D’abord, l’adresse exacte de la rave est tenue secrète jusqu’au dernier moment. Sans internet et Google Maps, l’adresse se diffusait ensuite via des radios pirates, par le bouche à oreille, en appelant un numéro fixe où un message vous indique le lieu où on croisant d’autres fêtards à des lieux stratégiques de rendez-vous, comme un parking. Mais en 1994, le gouvernement britannique fait passer une loi, la « Criminal Justice and Public Order Act 1994 », qui autorise la police à faire arrêter une rave illégale à n’importe quel moment, qu’elle se déroule dans un champ ou dans un entrepôt. Un contraste avec l’esprit de ces fêtes, qui prônaient la liberté et l’hédonisme contre la répression et la grisaille de l’époque.

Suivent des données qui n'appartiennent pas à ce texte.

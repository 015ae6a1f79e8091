use async_trait::async_trait;
use chrono::{DateTime, Utc};
use sqlx::PgPool;

use bridgecore_core::{CoreError, PlanId, TenantId};

use super::{Plan, Tenant, TenantUser};

#[async_trait]
pub trait TenantRepository: Send + Sync {
  async fn find_by_id(&self, tenant_id: TenantId) -> Result<Option<Tenant>, CoreError>;
  async fn find_plan(&self, plan_id: PlanId) -> Result<Option<Plan>, CoreError>;
  async fn find_user_by_email(
    &self,
    email: &str,
    tenant_slug: Option<&str>,
  ) -> Result<Option<(TenantUser, Tenant)>, CoreError>;
  async fn touch_last_activity(&self, tenant_id: TenantId, at: DateTime<Utc>) -> Result<(), CoreError>;

  /// Every tenant id, used by the scheduler's retention sweep to iterate
  /// tenants without a bespoke cross-tenant query per job.
  async fn list_tenant_ids(&self) -> Result<Vec<TenantId>, CoreError>;

  // -- Admin-plane write contract ------------------------------------------
  //
  // The admin CRUD surface itself (an HTTP API, a dashboard) is out of
  // scope for this core; what the core owns is this read/write contract
  // against the same registry it reads from, so an external management
  // plane has somewhere concrete to write admin mutations, and the
  // `TenantRegistry`'s invalidation handler has somewhere concrete to
  // react to afterwards.

  async fn insert_tenant(&self, tenant: &Tenant) -> Result<(), CoreError>;
  async fn set_status(&self, tenant_id: TenantId, status: super::TenantStatus) -> Result<(), CoreError>;
  async fn insert_tenant_user(&self, user: &TenantUser) -> Result<(), CoreError>;
}

pub struct PgTenantRepository {
  pool: PgPool,
}

impl PgTenantRepository {
  pub fn new(pool: PgPool) -> Self {
    Self { pool }
  }
}

#[async_trait]
impl TenantRepository for PgTenantRepository {
  async fn find_by_id(&self, tenant_id: TenantId) -> Result<Option<Tenant>, CoreError> {
    let row = sqlx::query_as!(
      TenantRow,
      r#"
      SELECT id, slug, contact_email, upstream_base_url, upstream_database,
             upstream_username, upstream_password_ciphertext, upstream_version,
             plan_id, hourly_limit_override, daily_limit_override,
             allowed_operations, allowed_models, allowed_features,
             status as "status: _", created_at, updated_at, last_activity
      FROM tenants WHERE id = $1
      "#,
      tenant_id.0
    )
    .fetch_optional(&self.pool)
    .await?;

    Ok(row.map(Into::into))
  }

  async fn find_plan(&self, plan_id: PlanId) -> Result<Option<Plan>, CoreError> {
    let row = sqlx::query_as!(
      PlanRow,
      r#"
      SELECT id, name, daily_quota, hourly_quota, max_tenant_users, feature_flags
      FROM plans WHERE id = $1
      "#,
      plan_id.0
    )
    .fetch_optional(&self.pool)
    .await?;

    Ok(row.map(Into::into))
  }

  async fn find_user_by_email(
    &self,
    email: &str,
    tenant_slug: Option<&str>,
  ) -> Result<Option<(TenantUser, Tenant)>, CoreError> {
    let row = if let Some(slug) = tenant_slug {
      sqlx::query_as!(
        UserWithTenantRow,
        r#"
        SELECT u.id as user_id, u.tenant_id, u.email as user_email, u.password_hash,
               u.role as "role: _", u.upstream_user_id, u.active,
               t.slug, t.contact_email, t.upstream_base_url, t.upstream_database,
               t.upstream_username, t.upstream_password_ciphertext, t.upstream_version,
               t.plan_id, t.hourly_limit_override, t.daily_limit_override,
               t.allowed_operations, t.allowed_models, t.allowed_features,
               t.status as "status: _", t.created_at, t.updated_at, t.last_activity
        FROM tenant_users u
        JOIN tenants t ON t.id = u.tenant_id
        WHERE u.email = $1 AND t.slug = $2
        "#,
        email,
        slug
      )
      .fetch_optional(&self.pool)
      .await?
    } else {
      sqlx::query_as!(
        UserWithTenantRow,
        r#"
        SELECT u.id as user_id, u.tenant_id, u.email as user_email, u.password_hash,
               u.role as "role: _", u.upstream_user_id, u.active,
               t.slug, t.contact_email, t.upstream_base_url, t.upstream_database,
               t.upstream_username, t.upstream_password_ciphertext, t.upstream_version,
               t.plan_id, t.hourly_limit_override, t.daily_limit_override,
               t.allowed_operations, t.allowed_models, t.allowed_features,
               t.status as "status: _", t.created_at, t.updated_at, t.last_activity
        FROM tenant_users u
        JOIN tenants t ON t.id = u.tenant_id
        WHERE u.email = $1
        "#,
        email
      )
      .fetch_optional(&self.pool)
      .await?
    };

    Ok(row.map(Into::into))
  }

  async fn touch_last_activity(&self, tenant_id: TenantId, at: DateTime<Utc>) -> Result<(), CoreError> {
    sqlx::query!("UPDATE tenants SET last_activity = $1 WHERE id = $2", at, tenant_id.0)
      .execute(&self.pool)
      .await?;
    Ok(())
  }

  async fn list_tenant_ids(&self) -> Result<Vec<TenantId>, CoreError> {
    let rows = sqlx::query!("SELECT id FROM tenants WHERE status != 'deleted'")
      .fetch_all(&self.pool)
      .await?;
    Ok(rows.into_iter().map(|r| TenantId(r.id)).collect())
  }

  async fn insert_tenant(&self, tenant: &Tenant) -> Result<(), CoreError> {
    sqlx::query!(
      r#"
      INSERT INTO tenants
        (id, slug, contact_email, upstream_base_url, upstream_database, upstream_username,
         upstream_password_ciphertext, upstream_version, plan_id, hourly_limit_override,
         daily_limit_override, allowed_operations, allowed_models, allowed_features,
         status, created_at, updated_at, last_activity)
      VALUES ($1, $2, $3, $4, $5, $6, $7, $8, $9, $10, $11, $12, $13, $14, $15, $16, $17, $18)
      "#,
      tenant.id.0,
      tenant.slug,
      tenant.contact_email,
      tenant.upstream_base_url,
      tenant.upstream_database,
      tenant.upstream_username,
      tenant.upstream_password_ciphertext,
      tenant.upstream_version,
      tenant.plan_id.0,
      tenant.hourly_limit_override.map(|v| v as i64),
      tenant.daily_limit_override.map(|v| v as i64),
      &tenant.allowed_operations,
      &tenant.allowed_models,
      &tenant.allowed_features,
      tenant.status as super::TenantStatus,
      tenant.created_at,
      tenant.updated_at,
      tenant.last_activity,
    )
    .execute(&self.pool)
    .await?;
    Ok(())
  }

  async fn set_status(&self, tenant_id: TenantId, status: super::TenantStatus) -> Result<(), CoreError> {
    sqlx::query!(
      "UPDATE tenants SET status = $1, updated_at = now() WHERE id = $2",
      status as super::TenantStatus,
      tenant_id.0,
    )
    .execute(&self.pool)
    .await?;
    Ok(())
  }

  async fn insert_tenant_user(&self, user: &TenantUser) -> Result<(), CoreError> {
    sqlx::query!(
      r#"
      INSERT INTO tenant_users (tenant_id, email, password_hash, role, upstream_user_id, active)
      VALUES ($1, $2, $3, $4, $5, $6)
      "#,
      user.tenant_id.0,
      user.email,
      user.password_hash,
      user.role as super::TenantUserRole,
      user.upstream_user_id,
      user.active,
    )
    .execute(&self.pool)
    .await?;
    Ok(())
  }
}

// --- sqlx row <-> domain model mapping -------------------------------------

struct TenantRow {
  id: uuid::Uuid,
  slug: String,
  contact_email: String,
  upstream_base_url: String,
  upstream_database: String,
  upstream_username: String,
  upstream_password_ciphertext: String,
  upstream_version: Option<String>,
  plan_id: uuid::Uuid,
  hourly_limit_override: Option<i64>,
  daily_limit_override: Option<i64>,
  allowed_operations: Vec<String>,
  allowed_models: Vec<String>,
  allowed_features: Vec<String>,
  status: super::TenantStatus,
  created_at: DateTime<Utc>,
  updated_at: DateTime<Utc>,
  last_activity: Option<DateTime<Utc>>,
}

impl From<TenantRow> for Tenant {
  fn from(r: TenantRow) -> Self {
    Tenant {
      id: TenantId(r.id),
      slug: r.slug,
      contact_email: r.contact_email,
      upstream_base_url: r.upstream_base_url,
      upstream_database: r.upstream_database,
      upstream_username: r.upstream_username,
      upstream_password_ciphertext: r.upstream_password_ciphertext,
      upstream_version: r.upstream_version,
      plan_id: PlanId(r.plan_id),
      hourly_limit_override: r.hourly_limit_override.map(|v| v as u64),
      daily_limit_override: r.daily_limit_override.map(|v| v as u64),
      allowed_operations: r.allowed_operations,
      allowed_models: r.allowed_models,
      allowed_features: r.allowed_features,
      status: r.status,
      created_at: r.created_at,
      updated_at: r.updated_at,
      last_activity: r.last_activity,
    }
  }
}

struct PlanRow {
  id: uuid::Uuid,
  name: String,
  daily_quota: i64,
  hourly_quota: i64,
  max_tenant_users: i32,
  feature_flags: Vec<String>,
}

impl From<PlanRow> for Plan {
  fn from(r: PlanRow) -> Self {
    Plan {
      id: PlanId(r.id),
      name: r.name,
      daily_quota: r.daily_quota as u64,
      hourly_quota: r.hourly_quota as u64,
      max_tenant_users: r.max_tenant_users as u32,
      feature_flags: r.feature_flags,
    }
  }
}

#[allow(dead_code)]
struct UserWithTenantRow {
  user_id: i64,
  tenant_id: uuid::Uuid,
  user_email: String,
  password_hash: String,
  role: super::TenantUserRole,
  upstream_user_id: Option<i64>,
  active: bool,
  slug: String,
  contact_email: String,
  upstream_base_url: String,
  upstream_database: String,
  upstream_username: String,
  upstream_password_ciphertext: String,
  upstream_version: Option<String>,
  plan_id: uuid::Uuid,
  hourly_limit_override: Option<i64>,
  daily_limit_override: Option<i64>,
  allowed_operations: Vec<String>,
  allowed_models: Vec<String>,
  allowed_features: Vec<String>,
  status: super::TenantStatus,
  created_at: DateTime<Utc>,
  updated_at: DateTime<Utc>,
  last_activity: Option<DateTime<Utc>>,
}

impl From<UserWithTenantRow> for (TenantUser, Tenant) {
  fn from(r: UserWithTenantRow) -> Self {
    let user = TenantUser {
      id: bridgecore_core::TenantUserId(r.user_id),
      tenant_id: TenantId(r.tenant_id),
      email: r.user_email,
      password_hash: r.password_hash,
      role: r.role,
      upstream_user_id: r.upstream_user_id,
      active: r.active,
    };
    let tenant = Tenant {
      id: TenantId(r.tenant_id),
      slug: r.slug,
      contact_email: r.contact_email,
      upstream_base_url: r.upstream_base_url,
      upstream_database: r.upstream_database,
      upstream_username: r.upstream_username,
      upstream_password_ciphertext: r.upstream_password_ciphertext,
      upstream_version: r.upstream_version,
      plan_id: PlanId(r.plan_id),
      hourly_limit_override: r.hourly_limit_override.map(|v| v as u64),
      daily_limit_override: r.daily_limit_override.map(|v| v as u64),
      allowed_operations: r.allowed_operations,
      allowed_models: r.allowed_models,
      allowed_features: r.allowed_features,
      status: r.status,
      created_at: r.created_at,
      updated_at: r.updated_at,
      last_activity: r.last_activity,
    };
    (user, tenant)
  }
}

En revanche, dès le début des années 1990 et au vu de l’engouement de ces « free parties » à travers le pays, des collectifs se structurent, comme Fantazia, Universe ou Dreamscape par exemple, pour organiser des raves géantes légales qui peuvent réunir jusqu’à 30 000 personnes. Les affiches mettent en avant les artistes du moment — 808 State, Fabio, Jumping Jack Frost, Carl Cox, etc — et les promoteurs investissent pour que la qualité de l’expérience soient au maximum (lumières, sono, sécurité, etc.). Ces fêtes, légales, ont l’avantage d’aller au bout, et les organisateurs ne risquent pas de devoir renvoyer les clubbeurs chez eux à 3 heures du matin parce que la police en a décidé ainsi. Les promoteurs peuvent aussi distribuer des flyers et tirer un bénéfice des soirées organisées.
Assez rapidement, la culture rave devient plus « mainstream », avec des fêtes XXL, des magazines comme Ravescene qui émergent, des artistes phares et des fans prêts à danser jusqu’à 9 heures du matin non-stop. La période dorée dure de 1990 jusqu’à 1994 environ. L’année 1994 marque aussi l’année d’un procès qui implique les membres d’un collectif de DJ — Spiral Tribe — à cause d’un énorme festival organisé à Castlemorton. La jungle remplace l’acid house, les BPM augmentent et l’esprit de paix et d’amour qui a imprégné les raves des débuts s’estompe avec le temps.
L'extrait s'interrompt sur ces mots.